# Basic Statistical Analyses

*Calculation of Rates Per 100 000 Population*

The annual incidence rate per 100 000 population should be calculated for the total population, for the male and female populations separately, and for subgroups by age and sex, based on the number of persons who presented to hospital following a suicide attempt or self-harm in each calendar year.

Crude and age-standardized self-harm rates (including suicide attempts) should be calculated by dividing the number of persons who engaged in self-harm (n) by the relevant population figure (p) and multiplying the result by 100 000 – i.e. (n/p) x 100 000. Rates should be calculated on the basis of the number of persons resident in the relevant area who engaged in self-harm irrespective of whether they were treated in that area or elsewhere.

It is advisable to adjust for the age composition of the population under study as this ensures that differences observed by sex or by area are due to differences in the incidence of self-harm rather than differences in the composition of the populations.

For instance, European age-standardized rates (EASRs) are the incidence rates that would be observed if the population under study had the same age composition as a theoretical European population. EASRs can be calculated as follows: for each five-year age group, the number of persons who engaged in self-harm is divided by the population at risk and then multiplied by the number in the European standard population (5). The EASR is the sum of these age-specific figures.
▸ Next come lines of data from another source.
//! Universe handling for multi-instrument backtests.
//!
//! Parses code lists from configuration and validates that each code has
//! enough bars to warm up the rule and the volatility estimator.

use crate::domain::error::VoltraderError;
use crate::domain::signal::TradingRule;
use crate::ports::data_port::DataPort;
use chrono::NaiveDate;
use std::collections::HashSet;

#[derive(Debug, Clone)]
pub struct Universe {
    pub codes: Vec<String>,
    pub exchange: String,
}

impl Universe {
    pub fn count(&self) -> usize {
        self.codes.len()
    }
}

#[derive(Debug, Clone, thiserror::Error)]
pub enum UniverseError {
    #[error("empty token in code list")]
    EmptyToken,

    #[error("duplicate code: {0}")]
    DuplicateCode(String),
}

pub fn parse_codes(input: &str) -> Result<Vec<String>, UniverseError> {
    let mut codes = Vec::new();
    let mut seen = HashSet::new();

    for token in input.split(',') {
        let trimmed = token.trim();
        if trimmed.is_empty() {
            return Err(UniverseError::EmptyToken);
        }
        let code = trimmed.to_uppercase();
        if seen.contains(&code) {
            return Err(UniverseError::DuplicateCode(code));
        }
        seen.insert(code.clone());
        codes.push(code);
    }

    Ok(codes)
}

/// Bars needed before a single position can be sized: the rule's slowest
/// window or the volatility warm-up (window returns + the seed bar),
/// whichever is longer.
pub fn required_bars(rule: &TradingRule, volatility_window: usize) -> usize {
    rule.slowest_window().max(volatility_window + 1)
}

#[derive(Debug, Clone)]
pub struct SkippedCode {
    pub code: String,
    pub reason: SkipReason,
}

#[derive(Debug, Clone)]
pub enum SkipReason {
    NoData,
    InsufficientBars { bars: usize },
}

pub struct UniverseValidationResult {
    pub universe: Universe,
    pub skipped: Vec<SkippedCode>,
}

pub fn validate_universe(
    data_port: &dyn DataPort,
    codes: Vec<String>,
    exchange: &str,
    start_date: NaiveDate,
    end_date: NaiveDate,
    minimum_bars: usize,
) -> Result<UniverseValidationResult, VoltraderError> {
    let mut valid_codes = Vec::new();
    let mut skipped = Vec::new();

    for code in codes {
        let bars = match data_port.fetch_ohlcv(&code, exchange, start_date, end_date) {
            Ok(data) => data,
            Err(e) => {
                eprintln!("Warning: skipping {}.{} ({})", code, exchange, e);
                skipped.push(SkippedCode {
                    code: code.clone(),
                    reason: SkipReason::NoData,
                });
                continue;
            }
        };

        if bars.is_empty() {
            eprintln!("Warning: skipping {}.{} (no data found)", code, exchange);
            skipped.push(SkippedCode {
                code: code.clone(),
                reason: SkipReason::NoData,
            });
            continue;
        }

        if bars.len() < minimum_bars {
            eprintln!(
                "Warning: skipping {}.{} (only {} bars, minimum {} required)",
                code,
                exchange,
                bars.len(),
                minimum_bars
            );
            skipped.push(SkippedCode {
                code: code.clone(),
                reason: SkipReason::InsufficientBars { bars: bars.len() },
            });
            continue;
        }

        eprintln!("  {}: {} bars [OK]", code, bars.len());
        valid_codes.push(code);
    }

    if valid_codes.is_empty() {
        return Err(VoltraderError::InsufficientData {
            code: "all".to_string(),
            exchange: exchange.to_string(),
            bars: 0,
            minimum: minimum_bars,
        });
    }

    if !skipped.is_empty() {
        eprintln!(
            "Backtesting {} of {} codes on {}",
            valid_codes.len(),
            valid_codes.len() + skipped.len(),
            exchange
        );
    }

    Ok(UniverseValidationResult {
        universe: Universe {
            codes: valid_codes,
            exchange: exchange.to_string(),
        },
        skipped,
    })
}

#[cfg(test)]
mod tests {
    use super::*;

    #[test]
    fn parse_codes_basic() {
        let result = parse_codes("GOOG,MSFT,TSLA").unwrap();
        assert_eq!(result, vec!["GOOG", "MSFT", "TSLA"]);
    }

    #[test]
    fn parse_codes_trims_and_uppercases() {
        let result = parse_codes("  goog , msft ,TSLA  ").unwrap();
        assert_eq!(result, vec!["GOOG", "MSFT", "TSLA"]);
    }

    #[test]
    fn parse_codes_single() {
        assert_eq!(parse_codes("GOOG").unwrap(), vec!["GOOG"]);
    }

    #[test]
    fn parse_codes_empty_token() {
        assert!(matches!(
            parse_codes("GOOG,,MSFT"),
            Err(UniverseError::EmptyToken)
        ));
    }

    #[test]
    fn parse_codes_duplicate() {
        assert!(matches!(
            parse_codes("GOOG,MSFT,goog"),
            Err(UniverseError::DuplicateCode(s)) if s == "GOOG"
        ));
    }

    #[test]
    fn required_bars_rule_dominates() {
        let rule = TradingRule::Crossover { fast: 16, slow: 64 };
        assert_eq!(required_bars(&rule, 30), 64);
    }

    #[test]
    fn required_bars_volatility_dominates() {
        let rule = TradingRule::Crossover { fast: 4, slow: 12 };
        assert_eq!(required_bars(&rule, 30), 31);
    }

    #[test]
    fn required_bars_composite_uses_slowest_member() {
        let rule = TradingRule::default_composite();
        assert_eq!(required_bars(&rule, 30), 256);
    }

    #[test]
    fn universe_count() {
        let universe = Universe {
            codes: vec!["GOOG".to_string(), "MSFT".to_string()],
            exchange: "NASDAQ".to_string(),
        };
        assert_eq!(universe.count(), 2);
    }
}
This can be done for different regions and also globally using the same method.

The following points should be kept in mind:

- Calculated rates that are based on fewer than 20 events may be unreliable
- If the same individual presents to the hospital more than once on the same calendar day, it should be clarified whether a second suicide attempt or act of self-harm has been made or whether the re-presentation is due to absconding and returning, or being transferred to another hospital. If no second suicide attempt or act of self-harm has been made, this should be recorded as a single suicide attempt or self-harm event.

*Confidence Intervals*

Confidence intervals provide a margin of error within which underlying rates may be presumed to fall on the basis of observed data. Confidence intervals assume that the event rate (n/p) is small and that the events are independent of one another. A 95% confidence interval for the number of events (n) is n +/- 2√n.
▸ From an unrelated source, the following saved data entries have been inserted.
use super::Emitter;
use crate::compile::regs::{RegFile, SReg};
use crate::error::CompileError;

/// Where a storage reference lives. Frame displacements are words from
/// A6 (negative for locals); labelled bases are the static area or a
/// COMMON block; an argument slot holds the address of the actual
/// argument (or, for character dummies, its descriptor).
#[derive(Clone, Debug)]
pub enum Base {
    Frame(i64),
    Label(String, i64),
    /// (slot, displacement): the slot word holds the base address, the
    /// displacement applies beyond it.
    ArgSlot(i64, i64),
}

/// Character view of a reference: resolved byte length plus the byte
/// displacement from the word base (first-character offset included).
#[derive(Copy, Clone, Debug)]
pub struct CharRef {
    pub len: u32,
    pub byte_off: i64,
}

#[derive(Clone, Debug)]
pub struct MemRef {
    pub base: Base,
    pub chr: Option<CharRef>,
}

fn frame_disp(d: i64) -> String {
    format!("{},A6", d)
}

fn label_expr(l: &str, d: i64) -> String {
    if d == 0 {
        l.to_string()
    } else if d > 0 {
        format!("{}+{}", l, d)
    } else {
        format!("{}-{}", l, -d)
    }
}

fn a_plus_disp(base: &str, d: i64) -> String {
    if d == 0 {
        base.to_string()
    } else if d > 0 {
        format!("{}+{}", base, d)
    } else {
        format!("{}-{}", base, -d)
    }
}

/// Word loads and stores across the five storage classes, each supporting
/// no offset, a compile-time offset (already folded into the base), and a
/// register-held offset.
impl Emitter {
    pub fn load_word(
        &mut self,
        regs: &mut RegFile,
        d: SReg,
        base: &Base,
        index: Option<SReg>,
    ) -> Result<(), CompileError> {
        match (base, index) {
            (Base::Frame(disp), None) => {
                self.instr(&d.to_string(), &frame_disp(*disp));
            }
            (Base::Frame(disp), Some(x)) => {
                let ay = regs.alloc_a()?;
                self.instr(&ay.to_string(), &x.to_string());
                self.instr(&ay.to_string(), &format!("{}+A6", ay));
                self.instr(&d.to_string(), &format!("{},{}", disp, ay));
                regs.free_a(ay);
            }
            (Base::Label(l, disp), None) => {
                self.instr(&d.to_string(), &format!("{},0", label_expr(l, *disp)));
            }
            (Base::Label(l, disp), Some(x)) => {
                let ay = regs.alloc_a()?;
                self.instr(&ay.to_string(), &x.to_string());
                self.instr(&d.to_string(), &format!("{},{}", label_expr(l, *disp), ay));
                regs.free_a(ay);
            }
            (Base::ArgSlot(slot, disp), None) => {
                let ay = regs.alloc_a()?;
                self.instr(&ay.to_string(), &frame_disp(*slot));
                self.instr(&d.to_string(), &format!("{},{}", disp, ay));
                regs.free_a(ay);
            }
            (Base::ArgSlot(slot, disp), Some(x)) => {
                let ay = regs.alloc_a()?;
                let az = regs.alloc_a()?;
                self.instr(&ay.to_string(), &frame_disp(*slot));
                self.instr(&az.to_string(), &x.to_string());
                self.instr(&ay.to_string(), &format!("{}+{}", ay, az));
                self.instr(&d.to_string(), &format!("{},{}", disp, ay));
                regs.free_a(az);
                regs.free_a(ay);
            }
        }
        Ok(())
    }

    pub fn store_word(
        &mut self,
        regs: &mut RegFile,
        s: SReg,
        base: &Base,
        index: Option<SReg>,
    ) -> Result<(), CompileError> {
        match (base, index) {
            (Base::Frame(disp), None) => {
                self.instr(&frame_disp(*disp), &s.to_string());
            }
            (Base::Frame(disp), Some(x)) => {
                let ay = regs.alloc_a()?;
                self.instr(&ay.to_string(), &x.to_string());
                self.instr(&ay.to_string(), &format!("{}+A6", ay));
                self.instr(&format!("{},{}", disp, ay), &s.to_string());
                regs.free_a(ay);
            }
            (Base::Label(l, disp), None) => {
                self.instr(&format!("{},0", label_expr(l, *disp)), &s.to_string());
            }
            (Base::Label(l, disp), Some(x)) => {
                let ay = regs.alloc_a()?;
                self.instr(&ay.to_string(), &x.to_string());
                self.instr(&format!("{},{}", label_expr(l, *disp), ay), &s.to_string());
                regs.free_a(ay);
            }
            (Base::ArgSlot(slot, disp), None) => {
                let ay = regs.alloc_a()?;
                self.instr(&ay.to_string(), &frame_disp(*slot));
                self.instr(&format!("{},{}", disp, ay), &s.to_string());
                regs.free_a(ay);
            }
            (Base::ArgSlot(slot, disp), Some(x)) => {
                let ay = regs.alloc_a()?;
                let az = regs.alloc_a()?;
                self.instr(&ay.to_string(), &frame_disp(*slot));
                self.instr(&az.to_string(), &x.to_string());
                self.instr(&ay.to_string(), &format!("{}+{}", ay, az));
                self.instr(&format!("{},{}", disp, ay), &s.to_string());
                regs.free_a(az);
                regs.free_a(ay);
            }
        }
        Ok(())
    }

    /// Materialises the word address of a reference into an S register;
    /// this is how actual arguments are passed by reference.
    pub fn load_addr(
        &mut self,
        regs: &mut RegFile,
        d: SReg,
        base: &Base,
        index: Option<SReg>,
    ) -> Result<(), CompileError> {
        match base {
            Base::Frame(disp) => {
                let ay = regs.alloc_a()?;
                self.instr(&ay.to_string(), &a_plus_disp("A6", *disp));
                self.instr(&d.to_string(), &ay.to_string());
                regs.free_a(ay);
            }
            Base::Label(l, disp) => {
                self.instr(&d.to_string(), &label_expr(l, *disp));
            }
            Base::ArgSlot(slot, disp) => {
                let ay = regs.alloc_a()?;
                self.instr(&ay.to_string(), &frame_disp(*slot));
                if *disp != 0 {
                    self.instr(&ay.to_string(), &a_plus_disp(&ay.to_string(), *disp));
                }
                self.instr(&d.to_string(), &ay.to_string());
                regs.free_a(ay);
            }
        }
        if let Some(x) = index {
            self.instr(&d.to_string(), &format!("{}+{}", d, x));
        }
        Ok(())
    }

    /// Load through a word address held in an S register.
    pub fn load_indirect(
        &mut self,
        regs: &mut RegFile,
        d: SReg,
        addr: SReg,
    ) -> Result<(), CompileError> {
        let ay = regs.alloc_a()?;
        self.instr(&ay.to_string(), &addr.to_string());
        self.instr(&d.to_string(), &format!("0,{}", ay));
        regs.free_a(ay);
        Ok(())
    }

    pub fn store_indirect(
        &mut self,
        regs: &mut RegFile,
        s: SReg,
        addr: SReg,
    ) -> Result<(), CompileError> {
        let ay = regs.alloc_a()?;
        self.instr(&ay.to_string(), &addr.to_string());
        self.instr(&format!("0,{}", ay), &s.to_string());
        regs.free_a(ay);
        Ok(())
    }

    /// Builds the descriptor of a character reference: the byte address
    /// (word address times eight plus the byte displacement) ORed with the
    /// length in the high 32 bits. A register-held `byte_index` is a byte
    /// offset, pre-scaled by the element length. Character dummy
    /// arguments already arrive as descriptors and are loaded directly.
    pub fn char_descriptor(
        &mut self,
        regs: &mut RegFile,
        d: SReg,
        mr: &MemRef,
        byte_index: Option<SReg>,
    ) -> Result<(), CompileError> {
        let chr = mr.chr.expect("character reference without CharRef");
        let mut need_len = true;
        match &mr.base {
            Base::Label(l, disp) => {
                let byte = disp * 8 + chr.byte_off;
                let expr = if byte == 0 {
                    format!("{}*8", l)
                } else if byte > 0 {
                    format!("{}*8+{}", l, byte)
                } else {
                    format!("{}*8-{}", l, -byte)
                };
                self.load_imm(d, &expr);
            }
            Base::Frame(disp) => {
                let ay = regs.alloc_a()?;
                self.instr(&ay.to_string(), &a_plus_disp("A6", *disp));
                self.instr(&d.to_string(), &ay.to_string());
                regs.free_a(ay);
                self.instr(&d.to_string(), &format!("{}<3", d));
                if chr.byte_off != 0 {
                    let t = regs.alloc_s()?;
                    self.load_imm(t, &chr.byte_off.to_string());
                    self.add_int(d, d, t);
                    regs.free_s(t);
                }
            }
            Base::ArgSlot(slot, disp) => {
                // descriptor is the argument word itself
                self.instr(&d.to_string(), &frame_disp(*slot));
                let byte = disp * 8 + chr.byte_off;
                if byte != 0 {
                    let t = regs.alloc_s()?;
                    self.load_imm(t, &byte.to_string());
                    self.add_int(d, d, t);
                    regs.free_s(t);
                }
                need_len = false;
            }
        }
        if let Some(x) = byte_index {
            self.add_int(d, d, x);
        }
        if need_len {
            let t = regs.alloc_s()?;
            self.load_imm(t, &chr.len.to_string());
            self.instr(&t.to_string(), &format!("{}<32", t));
            self.or(d, d, t);
            regs.free_s(t);
        }
        Ok(())
    }
}

#[cfg(test)]
mod test {
    use super::*;

    #[test]
    fn frame_load_and_store() {
        let mut em = Emitter::new();
        let mut regs = RegFile::new();
        em.load_word(&mut regs, SReg(1), &Base::Frame(-1), None).unwrap();
        em.store_word(&mut regs, SReg(1), &Base::Frame(-1), None).unwrap();
        let l = em.code_lines();
        assert_eq!(l[0], "         S1        -1,A6");
        assert_eq!(l[1], "         -1,A6     S1");
        assert!(regs.a.at_initial());
    }

    #[test]
    fn static_load_uses_the_label() {
        let mut em = Emitter::new();
        let mut regs = RegFile::new();
        let base = Base::Label("L00002".to_string(), 3);
        em.load_word(&mut regs, SReg(2), &base, None).unwrap();
        assert_eq!(em.code_lines()[0], "         S2        L00002+3,0");
    }

    #[test]
    fn register_subscript_goes_through_an_a_register() {
        let mut em = Emitter::new();
        let mut regs = RegFile::new();
        em.load_word(&mut regs, SReg(1), &Base::Frame(-11), Some(SReg(2)))
            .unwrap();
        let l = em.code_lines();
        assert_eq!(l[0], "         A2        S2");
        assert_eq!(l[1], "         A2        A2+A6");
        assert_eq!(l[2], "         S1        -11,A2");
        assert!(regs.a.at_initial());
    }

    #[test]
    fn argument_slot_is_indirect() {
        let mut em = Emitter::new();
        let mut regs = RegFile::new();
        em.load_word(&mut regs, SReg(3), &Base::ArgSlot(2, 0), None)
            .unwrap();
        let l = em.code_lines();
        assert_eq!(l[0], "         A2        2,A6");
        assert_eq!(l[1], "         S3        0,A2");
    }

    #[test]
    fn indirect_load_through_an_s_held_address() {
        let mut em = Emitter::new();
        let mut regs = RegFile::new();
        em.load_indirect(&mut regs, SReg(1), SReg(2)).unwrap();
        let l = em.code_lines();
        assert_eq!(l[0], "         A2        S2");
        assert_eq!(l[1], "         S1        0,A2");
    }

    #[test]
    fn character_descriptor_from_static() {
        let mut em = Emitter::new();
        let mut regs = RegFile::new();
        let mr = MemRef {
            base: Base::Label("L00004".to_string(), 0),
            chr: Some(CharRef { len: 8, byte_off: 0 }),
        };
        let d = regs.alloc_s().unwrap();
        em.char_descriptor(&mut regs, d, &mr, None).unwrap();
        let l = em.code_lines();
        assert_eq!(l[0], "         S1        L00004*8");
        assert_eq!(l[1], "         S2        8");
        assert_eq!(l[2], "         S2        S2<32");
        assert_eq!(l[3], "         S1        S1!S2");
    }
}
- For instance, if 25 acts of self-harm (including suicide attempts) are observed in a specific region in one year, the 95% confidence interval will be 25 +/- 2√25 or 15 to 35. Thus, the 95% confidence interval around a rate ranges from (n-2√n)/p to (n+2√ n)/p, where p is the population at risk. If the rate is expressed per 100 000 population, these quantities must be multiplied by 100 000.
- A 95% confidence interval may be calculated to establish whether the two rates differ in statistical significance. The difference between the rates is calculated. The 95% confidence interval for this rate difference (rd) ranges from rd-2√(n1/p12+n2/p22) to rd+2√(n1/p12+n2/p22). If the rates were expressed per 100 000 population, then 2√ (n1/p12+n2/p22) must be multiplied by 100 000 before being added to and subtracted from the rate difference. If zero is outside the range of the 95% confidence interval, the difference between the rates is statistically significant.

*Repeat Event Analysis*

Recording the unique person identification number allows for the analysis of repeated suicide attempts and self-harm acts. A repeated suicide attempt or act of self-harm should be defined as a re-presentation to any hospital due to a further suicide attempt or self-harm act undertaken after leaving the hospital following presentation for a previous suicide attempt or self-harm act. An example of repeat event analysis is conditional risk set analysis.